Asked what she had seen, she fired back: "What didn't I see?!"
She said they were in trash, feces and "filth up to their knees" on the single level of Superdome seating that was open to more than 35,000 refugees. She said she had witnessed rapes and murders in the Superdome. Her 68-year-old mother had her wheelchair stolen out from under her, she said, and her oxygen tanks stolen as well.
"I have no job, I have nothing to go back to," she said. "I can't support my mother. I work two jobs just to keep her in medicine."
"They really f—-d us over," she said. "They didn't prepare us for this at all."
Awaiting rescue at Charity Hospital
Next to her sat a pony-tailed white man in a wheelchair, his right foot wrapped in bandages. Asked for his name, he said in a quiet voice, "Just write 'a 54-year-old man who had his whole life turned upside down in one night.' "
The U.S. Coast Guard veteran had just heard that his former boss had decided to shutter his chandelier-making business, leaving him jobless as well as homeless.
The night before Hurricane Katrina struck, he was a patient at Charity Hospital in New Orleans, where he underwent a toe amputation; what was supposed to be an overnight stay extended for three more nights filled with "anxiety, frustration and hunger."
The hospital lost power and water Monday morning. The toeless man and other patients subsisted on water and crackers as helicopters swooped right outside his window and gunshots echoed outside. He had his first chest pains since having triple-bypass surgery 1 1/2 years ago.
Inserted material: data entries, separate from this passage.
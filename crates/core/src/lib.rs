//! Domain layer for the Acolyte character sheet service.
//!
//! Holds the vocabularies, validation rules, and the home world roll
//! (sampler + assignment orchestration). Nothing here touches a database
//! or HTTP; storage is reached through [`home_world::HomeWorldStore`].

pub mod catalog;
pub mod characteristic;
pub mod error;
pub mod home_world;
pub mod roll;
pub mod types;
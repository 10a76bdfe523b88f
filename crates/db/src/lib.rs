//! PostgreSQL persistence for the Acolyte character sheet service.

use sqlx::postgres::PgPoolOptions;

pub mod models;
pub mod repositories;
pub mod roll_store;

pub type DbPool = sqlx::PgPool;

/// Create a connection pool from a database URL.
pub async fn create_pool(database_url: &str) -> Result<DbPool, sqlx::Error> {
    PgPoolOptions::new()
        .max_connections(20)
        .connect(database_url)
        .await
}

/// Round-trip a trivial query to confirm the database is reachable.
pub async fn health_check(pool: &DbPool) -> Result<(), sqlx::Error> {
    sqlx::query("SELECT 1").execute(pool).await?;
    Ok(())
}

/// Apply all pending migrations from `db/migrations`.
pub async fn run_migrations(pool: &DbPool) -> Result<(), sqlx::migrate::MigrateError> {
    sqlx::migrate!("../../db/migrations").run(pool).await
}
He and other patients were ferried out Thursday on aluminum flatboats whose bottoms scraped the roofs of cars stranded underwater in downtown New Orleans.
Sights no one should see
In the dark hours of Sunday morning, hundreds of exhausted cops, deputies and state troopers slept on cots in a converted auditorium at the Baton Rouge Department of Public Safety headquarters.
But some couldn't sleep. A Louisiana state trooper found himself sitting opposite a reporter in front of a wide-screen TV broadcasting Saturday's melange of relief and rage among the stranded and escaping residents of New Orleans.
"You didn't want to be there, trust me," he said quietly. "Nobody should see what I saw. Nobody should see dead babies lying on the ground."